Nothing changes in a vacuum. The squeaky wheel gets the grease. A rising tide lifts all boats. These are a few of the cliches branding detractors invoke in discounting the impact of the strategy on the diamond. It may be too early, and in some cases too late, to determine what is a result of branding and not. Well, here is another cliche: Branders swim in the same stream as non-branders. While hardly the first to identify such challenges as taking the fear out of diamond-buying, adding value, increasing sales incrementally, and identifying new markets (AW Ayer undertook those tasks 50 years ago), branders are, by definition and job description, the ones who get, or at least try to take, credit. Which leaves it progressively unclear: Who or what is a brander? As sightholder questionnaire responses come in, branding strategies seem to be as numerous as there are branders. Some played to existing strengths in the supply chain: cutting expertise, their fancy shapes and colors, market savvy, client-knowledge, or plain old-fashioned understanding of the bottom line.
In last year’s Vegas Show, W.B. David unveiled a branding plan to join retail clients in a value-added chain. Called Preferred Jewelers of the World, it is akin to the Leading Hotels of the World platform, in which participants meet strict eligibility criteria qualifying them as the diamond’s “Ambassadors-at-Large.” At the business end, it means financial responsibility: high sales-to-marketing ratio (5-7.5%), with 60% minimum for advertising; membership fees, a minimum purchase of $75,000, activity in local charitable and civic activities, etc. At the consumer end, it means luxury, defined by guidelines of everything from store location to the condition of countertops, floors, and windows to handling customers: “Five Star Service,” everything from sales associate behavior to the napkins accompanying complimentary coffee.
Among the benefits to participating retailers is access to highest-end stones, seasonal promotions, aggressive regional pr, access to exclusive jewelry lines, and a significant expenditure by David.

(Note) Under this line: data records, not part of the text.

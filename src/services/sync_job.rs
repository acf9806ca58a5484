//! Job `sync-anotacoes`: feed do CRM -> anotação mais recente -> planilha
//!
//! Fluxo linear, uma passada por execução:
//! 1. lê todas as páginas do feed de atividades
//! 2. reduz para a anotação mais recente por deal_id
//! 3. lê a planilha inteira
//! 4. localiza as colunas pelo cabeçalho e planeja as escritas
//! 5. aplica tudo em um único batchUpdate
//!
//! Nada fica em memória entre execuções.

use rdstation::ActivityFeedClient;
use sheets::a1::qualified_range;
use sheets::{SheetsClient, ValueInputOption, ValueRange};
use tokio::time::Instant;
use tracing::Instrument;
use uuid::Uuid;

use super::annotations::reduce_latest;
use super::sheet_header::resolve_columns;
use super::update_planner::plan_updates;
use crate::models::{SyncOutcome, SyncParams};
use crate::utils::logging::*;
use crate::utils::{AppError, AppResult};

pub const DEFAULT_READ_RANGE: &str = "A1:ZZ";

#[derive(Clone)]
pub struct SyncJob {
    feed: ActivityFeedClient,
    sheets: SheetsClient,
    read_range: String,
}

impl SyncJob {
    pub fn new(feed: ActivityFeedClient, sheets: SheetsClient) -> Self {
        Self {
            feed,
            sheets,
            read_range: DEFAULT_READ_RANGE.to_string(),
        }
    }

    pub fn with_read_range(mut self, read_range: impl Into<String>) -> Self {
        self.read_range = read_range.into();
        self
    }

    /// Executa uma sincronização completa
    pub async fn run(&self, params: &SyncParams) -> AppResult<SyncOutcome> {
        let span = tracing::info_span!(
            "sync_anotacoes",
            run_id = %Uuid::new_v4(),
            spreadsheet_id = %params.spreadsheet_id
        );
        self.run_steps(params).instrument(span).await
    }

    async fn run_steps(&self, params: &SyncParams) -> AppResult<SyncOutcome> {
        let started = Instant::now();
        let sheet_name = params.sheet_name.as_deref();
        log_sync_started(&params.spreadsheet_id, sheet_name);

        let activities = self.feed.fetch_all_activities().await.map_err(|e| {
            log_crm_api_error(e.status(), &e.to_string());
            AppError::from(e)
        })?;

        let annotations = reduce_latest(&activities);
        log_annotations_reduced(activities.len(), annotations.len());

        if annotations.is_empty() {
            return Ok(SyncOutcome::no_annotations());
        }

        let range = qualified_range(sheet_name, &self.read_range);
        let grid = self
            .sheets
            .read_range(&params.spreadsheet_id, &range, &params.access_token)
            .await
            .map_err(|e| {
                log_sheets_api_error("read_range", &e.to_string());
                AppError::SheetsRead(e.user_message())
            })?;

        let Some((header, data_rows)) = grid.split_first() else {
            return Ok(SyncOutcome::empty_sheet());
        };
        if data_rows.is_empty() {
            return Ok(SyncOutcome::empty_sheet());
        }
        log_sheet_loaded(data_rows.len());

        let columns = resolve_columns(header).require()?;
        log_columns_resolved(columns.deal_id, columns.follow_up, columns.follow_up_anotacao);

        let plan = plan_updates(data_rows, &columns, &annotations, sheet_name);
        log_updates_planned(plan.updates.len(), plan.matched_rows);

        if plan.updates.is_empty() {
            return Ok(SyncOutcome::no_matches());
        }

        let count = plan.updates.len();
        let matched_rows = plan.matched_rows;
        let data: Vec<ValueRange> = plan.updates.into_iter().map(ValueRange::from).collect();

        self.sheets
            .batch_update(
                &params.spreadsheet_id,
                &data,
                ValueInputOption::UserEntered,
                &params.access_token,
            )
            .await
            .map_err(|e| {
                log_sheets_api_error("batch_update", &e.to_string());
                AppError::SheetsWrite(e.user_message())
            })?;

        log_sync_finished(count, started.elapsed().as_millis() as u64);
        Ok(SyncOutcome::updated(count, matched_rows))
    }
}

In some respects, the plan is similar to Supplier of Choice: Supply tied to performance, measured by marketing, advertising, identifying targets for adding value and demand. David announced Preferred Jewelers as the current downturn manifested its worst face, but the response from dozens of leading stores and chains was immediate. It was a further sign the insular diamond world had opened to new strategies. “Other luxury product manufacturers have always known that you don’t cocoon yourself in hard times,” said the DPS’ Diane Warga-Arias, a branding proponent David had consulted. “But diamantaires have always behaved that way in the past, and that’s what has to change.”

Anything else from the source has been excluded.